Unmasking genomics patterns of variation with artificial intelligence
Despite major efforts in genetic studies involving thousands of individuals, the proportion of variance explained by the genetic associations discovered is not higher than about 30%. It is the long-debated problem of “missing heritability”, which seems to haunt geneticists since it was first named in 2008.
Increasing the sample size, the introduction of new methods, the use of NGS and the inclusion of de-novo and rare variants in the picture, have all improved the proportion of explained heritability: a proportion called “hidden heritability” as opposed to the heritability that is actually missing. However, these strategies overall, despite increasing the amount of phenotypic variance accounted for, do not really fill in the gap of missing/hidden heritability: still approximately 41% remains unaccounted for.

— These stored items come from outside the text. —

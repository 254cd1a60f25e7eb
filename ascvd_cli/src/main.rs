use ascvd_core::config::OutputFormat;
use ascvd_core::*;
use clap::{ArgAction, Args, Parser, Subcommand};
use std::path::{Path, PathBuf};

#[derive(Parser)]
#[command(name = "ascvd")]
#[command(about = "ASCVD cardiovascular risk calculator", long_about = None)]
struct Cli {
    #[command(subcommand)]
    command: Commands,

    /// Override config file location
    #[arg(long, global = true)]
    config: Option<PathBuf>,

    /// Enable debug logging on stderr
    #[arg(long, short, global = true)]
    verbose: bool,
}

#[derive(Subcommand)]
enum Commands {
    /// Ten-year risk from the Pooled Cohort Equations (ages 40-79)
    TenYear {
        #[command(flatten)]
        profile: ProfileArgs,

        /// Show the quadrant and linear predictor behind the score
        #[arg(long)]
        explain: bool,
    },

    /// Lifetime risk from risk-factor tiers (ages 20-59)
    Lifetime {
        #[command(flatten)]
        profile: ProfileArgs,
    },

    /// Lowest achievable risk for an age and sex
    Optimal {
        #[arg(long)]
        age: u32,

        #[arg(long)]
        sex: Sex,

        #[arg(long)]
        race: Option<Race>,
    },

    /// Projected risk reduction from interventions (statin, sysBP, aspirin, smoker)
    Project {
        #[command(flatten)]
        profile: ProfileArgs,

        /// Risk horizon to project against (ten or lifetime)
        #[arg(long, default_value = "ten")]
        horizon: Horizon,

        /// Intervention tag; repeat for several
        #[arg(long = "intervention", short = 'i', action = ArgAction::Append)]
        interventions: Vec<String>,
    },

    /// Every estimate for one profile
    Report {
        #[command(flatten)]
        profile: ProfileArgs,

        /// Override the configured projection horizon
        #[arg(long)]
        horizon: Option<Horizon>,

        /// Override the configured interventions; repeat for several
        #[arg(long = "intervention", short = 'i', action = ArgAction::Append)]
        interventions: Vec<String>,

        /// Print JSON instead of text
        #[arg(long)]
        json: bool,
    },

    /// Score a CSV file of profiles into a CSV of results
    Batch {
        #[arg(long)]
        input: PathBuf,

        #[arg(long)]
        output: PathBuf,
    },
}

/// Clinical inputs, either as flags or from a JSON profile file
#[derive(Args)]
struct ProfileArgs {
    /// Read the profile from a JSON file
    #[arg(long, conflicts_with_all = [
        "age", "sex", "race", "total_cholesterol", "hdl", "systolic_bp",
        "bp_treatment", "smoking", "diabetic",
    ])]
    profile: Option<PathBuf>,

    /// Age in years
    #[arg(long, required_unless_present = "profile")]
    age: Option<u32>,

    /// male or female
    #[arg(long, required_unless_present = "profile")]
    sex: Option<Sex>,

    /// black or other (defaults to the configured race)
    #[arg(long)]
    race: Option<Race>,

    /// Total cholesterol, mg/dL
    #[arg(long, required_unless_present = "profile")]
    total_cholesterol: Option<f64>,

    /// HDL cholesterol, mg/dL
    #[arg(long, required_unless_present = "profile")]
    hdl: Option<f64>,

    /// Systolic blood pressure, mmHg
    #[arg(long, required_unless_present = "profile")]
    systolic_bp: Option<f64>,

    /// On blood pressure medication (yes/no)
    #[arg(long, default_value = "no", value_parser = parse_yes_no, action = ArgAction::Set)]
    bp_treatment: bool,

    /// never, former or current
    #[arg(long, default_value = "never")]
    smoking: SmokingStatus,

    /// Diabetic (yes/no)
    #[arg(long, default_value = "no", value_parser = parse_yes_no, action = ArgAction::Set)]
    diabetic: bool,
}

fn parse_yes_no(value: &str) -> std::result::Result<bool, String> {
    parse_flag("flag", value).map_err(|e| e.to_string())
}

fn missing(field: &'static str) -> Error {
    Error::InvalidInput {
        field,
        reason: "is required".into(),
    }
}

impl ProfileArgs {
    fn resolve(&self, config: &Config) -> Result<ClinicalProfile> {
        let profile = match &self.profile {
            Some(path) => load_profile(path, config.defaults.race)?,
            None => ClinicalProfile {
                age: self.age.ok_or_else(|| missing("age"))?,
                sex: self.sex.ok_or_else(|| missing("sex"))?,
                race: self.race.unwrap_or(config.defaults.race),
                total_cholesterol: self
                    .total_cholesterol
                    .ok_or_else(|| missing("total_cholesterol"))?,
                hdl_cholesterol: self.hdl.ok_or_else(|| missing("hdl"))?,
                systolic_blood_pressure: self.systolic_bp.ok_or_else(|| missing("systolic_bp"))?,
                on_hypertension_treatment: self.bp_treatment,
                smoker: self.smoking.is_smoker(),
                diabetic: self.diabetic,
            },
        };

        profile.validate()?;
        tracing::debug!("Resolved profile: {:?}", profile);
        Ok(profile)
    }
}

fn load_profile(path: &Path, default_race: Race) -> Result<ClinicalProfile> {
    let contents = std::fs::read_to_string(path)?;
    let profile = ClinicalProfile::from_json(&contents, default_race)?;
    tracing::debug!("Loaded profile from {:?}", path);
    Ok(profile)
}

fn main() -> Result<()> {
    let cli = Cli::parse();

    // Keep stdout clean unless asked
    ascvd_core::logging::init_with_level(if cli.verbose { "debug" } else { "warn" });

    let config = match &cli.config {
        Some(path) => Config::load_from(path)?,
        None => Config::load()?,
    };

    match cli.command {
        Commands::TenYear { profile, explain } => cmd_ten_year(&profile.resolve(&config)?, explain),
        Commands::Lifetime { profile } => cmd_lifetime(&profile.resolve(&config)?),
        Commands::Optimal { age, sex, race } => {
            cmd_optimal(age, sex, race.unwrap_or(config.defaults.race))
        }
        Commands::Project {
            profile,
            horizon,
            interventions,
        } => cmd_project(&profile.resolve(&config)?, horizon, &interventions),
        Commands::Report {
            profile,
            horizon,
            interventions,
            json,
        } => {
            let profile = profile.resolve(&config)?;
            let horizon = horizon.unwrap_or(config.projection.horizon);
            let interventions = if interventions.is_empty() {
                config.projection.interventions.clone()
            } else {
                interventions
            };
            let json = json || config.output.format == OutputFormat::Json;
            cmd_report(&profile, horizon, &interventions, json)
        }
        Commands::Batch { input, output } => cmd_batch(&input, &output, &config),
    }
}

fn format_risk(risk: RiskResult, age: u32, min_age: u32, max_age: u32) -> String {
    match risk {
        Some(value) => format!("{:.1}%", value),
        None => format!("n/a (age {} outside {}-{})", age, min_age, max_age),
    }
}

fn cmd_ten_year(profile: &ClinicalProfile, explain: bool) -> Result<()> {
    let breakdown = ten_year_breakdown(profile);
    println!(
        "10-year ASCVD risk: {}",
        format_risk(
            breakdown.map(|b| b.percent()),
            profile.age,
            ten_year::MIN_AGE,
            ten_year::MAX_AGE
        )
    );

    if explain {
        if let Some(b) = breakdown {
            let coefficients = b.quadrant.coefficients();
            println!("  Quadrant:          {:?}", b.quadrant);
            println!("  Linear predictor:  {:.4}", b.linear_predictor);
            println!("  Cohort mean:       {:.4}", coefficients.mean_linear_predictor);
            println!("  Baseline survival: {}", coefficients.baseline_survival);
            println!("  Probability:       {:.6}", b.probability);
        }
    }
    Ok(())
}

fn cmd_lifetime(profile: &ClinicalProfile) -> Result<()> {
    let risk = compute_lifetime_risk(profile);
    let text = format_risk(risk, profile.age, lifetime::MIN_AGE, lifetime::MAX_AGE);
    match risk.and_then(|_| classify_lifetime_tier(profile)) {
        Some(tier) => println!("Lifetime ASCVD risk: {} ({})", text, tier),
        None => println!("Lifetime ASCVD risk: {}", text),
    }
    Ok(())
}

fn cmd_optimal(age: u32, sex: Sex, race: Race) -> Result<()> {
    println!(
        "Lowest 10-year risk:  {}",
        format_risk(
            compute_lowest_ten_year_for(age, sex, race),
            age,
            ten_year::MIN_AGE,
            ten_year::MAX_AGE
        )
    );
    println!(
        "Lowest lifetime risk: {}",
        format_risk(
            compute_lowest_lifetime(age, sex),
            age,
            lifetime::MIN_AGE,
            lifetime::MAX_AGE
        )
    );
    Ok(())
}

fn cmd_project(profile: &ClinicalProfile, horizon: Horizon, tags: &[String]) -> Result<()> {
    for tag in tags {
        if Intervention::from_tag(tag).is_none() {
            tracing::warn!("Unknown intervention '{}' ignored", tag);
        }
    }

    let (min_age, max_age) = match horizon {
        Horizon::Ten => (ten_year::MIN_AGE, ten_year::MAX_AGE),
        Horizon::Lifetime => (lifetime::MIN_AGE, lifetime::MAX_AGE),
    };
    let reduction = compute_potential_risk(tags, horizon, profile);
    println!(
        "Potential risk reduction ({}): {}",
        horizon,
        format_risk(reduction, profile.age, min_age, max_age)
    );
    Ok(())
}

fn cmd_report(
    profile: &ClinicalProfile,
    horizon: Horizon,
    tags: &[String],
    json: bool,
) -> Result<()> {
    let report = RiskReport::build(profile, tags, horizon);
    if json {
        println!("{}", serde_json::to_string_pretty(&report)?);
    } else {
        println!("{}", report);
    }
    Ok(())
}

fn cmd_batch(input: &Path, output: &Path, config: &Config) -> Result<()> {
    let summary = score_csv_file(input, output, config)?;

    println!(
        "✓ Scored {} profiles ({} rejected)",
        summary.scored, summary.rejected
    );
    println!("  Output: {}", output.display());
    Ok(())
}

In this scenario, where the genome has accumulated a significant number of variants of recent origin, a limited number of methods include all type of variants (SNVs, INDELs, SVs) in the analysis and we believe that the distribution of these variants in the genome is not random. We suggest that specific genomic patterns can be recognised with the appropriate tools. The development of methods to unmask genomic patterns, while complementary to the more traditional efforts on hidden heritability, can help significantly the understanding of genomics determinant of phenotypes, because:
1) Can overcome the limits of currently available methods;
2) Will provide a new way to analyse the genome and understand the way it works;
3) Will offer a more holistic perspective on genome variation and its relationship with phenotype.
We intend to use machine/deep learning methods to tackle this challenge, with a key effort dedicated to the use of interpretable artificial intelligence solutions, and improve the usability of these approaches in biology.
Modelling inflammation as key predictor of phenotype trajectories
We would like to focus the above efforts in particular, to uncover genomics drivers of the inflammatory response, and in turn use these data to model the evolution of phenotypes and diseases.
Inflammation is one of the fundamental physiological processes and characterizes a life-long mechanism of defence, remodelling and repair. Chronic inflammation is a well-established factor in the pathogenesis but also in the evolution, modification and phenotypic variability of many disorders, including behaviour, and psychiatric disorders. The inflammatory response connects a number of fundamental drivers in physiology and pathology: it is a key response in the interaction with the non-self, and as such describes the history of an individual’s response to infection, but also the interaction with one’s microbiota throughout the lifetime, thus establishing an immediate connection with nutrition and therefore life-style. Cytokines produced by the immune system are well known to be involved in neural development and inflammation is key element in early-life events, capable to exert long-lasting effects during an individual’s life.
From this short overview, it is clear how inflammation represents a central element in a wide variety of phenotypes but also plays an important role in influencing an individual well-being in normal health status, clearly in connection with nutrition and life-style. It is connected to numerous measurable markers and quantitative indicators, and therefore represents an ideal phenomenon for modelling, as universal determinant of the health status all life-long. We aim at combining our work in computational genomics with artificial intelligence methods trained on inflammation indicators, in order to identify predictors to help anticipate the evolution of different phenotypes.
Open Science and Responsible Research
We firmly believe the advancement of knowledge to be based on a few core values: transparency and reproducibility of methods, accessibility of code (open source) and results (open data), responsible research (RRI).
For this reason, all our code will always be available on Github; our methods are executed through Nextflow and our reports prepared in Markdown/RMarkdown in order to ensure reproducibility and portability of our pipelines.
We participate in the nf-core community, because we believe in the value of collaboration and community standards.
We challenge ourselves by contributing to responsible research and innovation initiatives, because our work should ultimately benefit and therefore respond to society needs.